La vita di Carlo IV di Lussemburgo (1316-1378),
re boemo e imperatore del Sacro Romano Impero, del quale ricorrono i
700 anni dalla nascita, non fu propriamente ordinaria. Lo testimonia la
sua autobiografia, Vita Caroli, ora pubblicata da Medusa con testo
latino a fronte (mentre sul sovrano è stata allestita anche una mostra
itinerante che toccherà Firenze, Parma, Mantova, Montecarlo di Lucca e
Milano).
Il fiume di turisti che passa sul ponte più famoso di
Praga, il ponte Carlo da lui voluto, dovrebbe conoscerlo. Carlo IV è un
«padre della patria», ancora oggi il più amato dal suo popolo persino
nei sondaggi televisivi. Fu l’uomo che convinse il Papa a lasciare
Avignone per tornare a Roma, che intrattenne lunga amicizia e
corrispondenza con Petrarca. Il 6 gennaio 1355, festa dell’Epifania,
venne incoronato re d’Italia nella basilica di Sant’Ambrogio a Milano e
alla cerimonia, officiata dal nuovo arcivescovo Roberto Visconti,
partecipò il poeta, che in quel tempo viveva a Milano e lavorava per i
Visconti e che gli avrebbe poi fatto visita a Praga.
Sul ponte, la
corte dei miracoli attuale (artisti, venditori di souvenir, musicisti
di strada) è nulla in confronto a quelle che frequentò. Quella parigina
dello zio re di Francia Carlo IV di Valois, dove trascorse l’infanzia e
dove ricevette un’istruzione raffinata prima di partire per l’Italia e
avere le prime esperienze militari (dall’età di tre anni Carlo non vide
mai più sua madre). O la corte di Praga, che per rispondere degnamente
alle lettere del Petrarca, scritte in un latino classico di altissimo
livello (a corte imperava il più modesto latino medievale), si affidò al
tribuno del popolo Cola di Rienzo, all’epoca il prigioniero favorito di
Carlo (poi tornò a Roma e venne ucciso dalla folla).
Le torri ai
lati dello storico ponte sulla Moldava possono ricordare le sue opere
edilizie: il Castello, la cattedrale di San Vito, il riassetto
urbanistico della città e financo un «muro della fame» costruito lungo
la collina di Petrìn che non ha alcuno scopo difensivo ma diede lavoro
ai poveri in un periodo di carestia particolarmente duro.
Di
questo parla anche la Vita Caroli: della nobiltà d’animo, della pietas
del grande sovrano che si dilettava di esegesi biblica ed era
appassionato raccoglitore di sante reliquie. Le custodiva nel castello
di Karlštejn assieme ai preziosissimi gioielli della Corona di Boemia e
certo non nuocevano all’afflusso di pellegrini nei suoi possedimenti.

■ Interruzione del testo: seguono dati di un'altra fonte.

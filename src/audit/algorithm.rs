//! Comment grouping algorithm.
//!
//! This module groups a flat list of comments under the posts they reply to.

use super::types::{AuditReport, GroupedComment, PostKey};
use crate::listing::{RawComment, RawPost};

/// Group comments under their parent posts.
///
/// Steps:
/// 1. Start from a report holding only the empty catch-all bucket
/// 2. Add one entry per post, keyed by its fullname (a repeated fullname
///    replaces the earlier link and title)
/// 3. Append each comment to its parent's entry, or to the catch-all bucket
///    when the parent is missing, empty, or was not fetched
///
/// Comment order within an entry follows the input order. The result always
/// holds one entry per distinct post fullname plus the catch-all bucket.
pub fn aggregate(posts: Vec<RawPost>, comments: Vec<RawComment>) -> AuditReport {
    let mut report = AuditReport::with_capacity(posts.len());

    for post in posts {
        report.upsert_post(post.id, post.permalink, post.title);
    }

    for comment in comments {
        let key = PostKey::for_parent(comment.parent_post_id.as_deref());
        report.push_comment(
            &key,
            GroupedComment {
                link: comment.permalink,
                body: comment.body,
            },
        );
    }

    report
}
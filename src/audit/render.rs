//! Text and JSON rendering of a grouped audit result.

use std::fmt;
use std::fmt::Write as _;

use super::types::{AuditReport, GroupedPost};
use crate::error::{Error, Result};
use crate::utils::single_line;

/// Section header emitted for the catch-all bucket.
pub const CATCH_ALL_HEADER: &str = "\n**(comments on other people's posts)**\n\n";

/// Render a report as markdown-flavoured text.
///
/// Each entry contributes a header line (a link to the post, or
/// [`CATCH_ALL_HEADER`] for the catch-all bucket) followed by one list line per
/// comment. Line feeds inside comment bodies become single spaces.
///
/// # Example
///
/// ```
/// use subreddit_audit::audit::{aggregate, render_text};
/// use subreddit_audit::{RawComment, RawPost};
///
/// let report = aggregate(
///     vec![RawPost::new("p1", "/r/x/p1", "Hello")],
///     vec![RawComment::new("c1", "p1", "/r/x/p1/c1", "nice\nwork")],
/// );
///
/// let expected = concat!(
///     "\n**(comments on other people's posts)**\n\n",
///     "\n[**Hello**](/r/x/p1)\n\n",
///     " *  [`nice work`](/r/x/p1/c1)\n",
/// );
/// assert_eq!(render_text(&report), expected);
/// ```
pub fn render_text(report: &AuditReport) -> String {
    let mut audit = String::new();
    for post in report {
        write_post(&mut audit, post);
    }
    audit
}

fn write_post(out: &mut String, post: &GroupedPost) {
    if post.is_catch_all() {
        out.push_str(CATCH_ALL_HEADER);
    } else {
        // Writing into a String cannot fail
        let _ = write!(out, "\n[**{}**]({})\n\n", post.title, post.link);
    }

    for comment in &post.comments {
        let _ = writeln!(out, " *  [`{}`]({})", single_line(&comment.body), comment.link);
    }
}

/// Render a report as a JSON array of `{link, title, comments}` objects.
///
/// A serialization failure is returned as [`Error::Serialize`]; no partial
/// output is produced.
pub fn render_json(report: &AuditReport) -> Result<String> {
    serde_json::to_string(report.posts()).map_err(|e| Error::Serialize(e.to_string()))
}

impl fmt::Display for AuditReport {
    fn fmt(&self, f: &mut fmt::Formatter<'_>) -> fmt::Result {
        f.write_str(&render_text(self))
    }
}

#[cfg(test)]
mod tests {
    use super::*;
    use crate::audit::aggregate;
    use crate::audit::types::GroupedComment;
    use crate::listing::{RawComment, RawPost};

    fn sample_report() -> AuditReport {
        aggregate(
            vec![
                RawPost::new("p1", "https://reddit.test/p1", "Hello"),
                RawPost::new("p2", "https://reddit.test/p2", "Quiet post"),
            ],
            vec![
                RawComment::new("c1", "p1", "https://reddit.test/p1/c1", "nice work"),
                RawComment::new("c2", "zz", "https://reddit.test/zz/c2", "line one\nline two"),
            ],
        )
    }

    #[test]
    fn test_render_text_full_report() {
        let expected = concat!(
            "\n**(comments on other people's posts)**\n\n",
            " *  [`line one line two`](https://reddit.test/zz/c2)\n",
            "\n[**Hello**](https://reddit.test/p1)\n\n",
            " *  [`nice work`](https://reddit.test/p1/c1)\n",
            "\n[**Quiet post**](https://reddit.test/p2)\n\n",
        );
        assert_eq!(render_text(&sample_report()), expected);
    }

    #[test]
    fn test_render_text_empty_report() {
        assert_eq!(render_text(&AuditReport::new()), CATCH_ALL_HEADER);
    }

    #[test]
    fn test_render_text_replaces_every_newline() {
        let report = aggregate(
            Vec::new(),
            vec![RawComment::new("c", "", "/c", "a\nb\n\nc\n")],
        );
        let text = render_text(&report);
        assert!(text.contains("[`a b  c `](/c)"));
        // Only the line terminators emitted by the renderer remain
        assert_eq!(text.matches('\n').count(), CATCH_ALL_HEADER.matches('\n').count() + 1);
    }

    #[test]
    fn test_render_text_is_deterministic() {
        let report = sample_report();
        assert_eq!(render_text(&report), render_text(&report));
        assert_eq!(report.to_string(), render_text(&report));
    }

    #[test]
    fn test_render_json_shape() {
        let json = render_json(&sample_report()).unwrap();
        let value: serde_json::Value = serde_json::from_str(&json).unwrap();
        let entries = value.as_array().unwrap();
        assert_eq!(entries.len(), 3);

        assert_eq!(entries[0]["link"], "");
        assert_eq!(entries[0]["title"], "");
        assert_eq!(entries[0]["comments"][0]["body"], "line one\nline two");

        assert_eq!(entries[1]["title"], "Hello");
        assert_eq!(entries[1]["comments"][0]["link"], "https://reddit.test/p1/c1");

        // Empty comment lists are arrays, never null or missing
        assert_eq!(entries[2]["comments"], serde_json::json!([]));
    }

    #[test]
    fn test_render_json_parses_back() {
        let report = sample_report();
        let json = render_json(&report).unwrap();
        let parsed: Vec<GroupedPost> = serde_json::from_str(&json).unwrap();
        assert_eq!(parsed.as_slice(), report.posts());
        assert_eq!(
            parsed[1].comments,
            vec![GroupedComment {
                link: "https://reddit.test/p1/c1".to_string(),
                body: "nice work".to_string(),
            }]
        );
    }
}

Carlo amava partecipare ai tornei cavallereschi, fu probabilmente
durante una giostra che una lesione alla mandibola e al rachide
cervicale lo mise a lungo in pericolo di vita e gli lasciò sul volto
segni di prognatismo.
Il libro è dunque un racconto personale
sincero, sebbene il narratore passi a un certo punto dalla prima alla
terza persona (visti gli impegni si sarà fatto aiutare) e sebbene sia
difficile comprovare la veridicità di alcuni episodi. Ma resta un
documento eccezionale e avvincente, una carrellata di avvenimenti
drammatici e fiabeschi, di esperienze mistiche, sogni, incontri con gli
spiriti, fra ondate di cavallette bibliche e avvelenamenti, presagi e
sogni profetici, come quello che gli preannunciò, a 17 anni, la morte
del Delfino di Vienne, Guigo VIII, nemico giurato e lussurioso del
Signore valsusino François de Bardonneche.
A Carlo apparve un
angelo che lo prese per i capelli e lo portò su un campo di battaglia
davanti a un castello della Savoia, mostrandogli un altro messaggero
divino che con una spada di fuoco evirava Guigo. Il ragazzo si svegliò,
raccontò tutto al padre che stava correndo in soccorso del Delfino, il
padre lo derise. Pochi giorni dopo arrivò la notizia che Guigo VIII era
morto combattendo contro i Savoia, colpito dal tiro di una balestra
durante l’assedio del castello di La Perrière.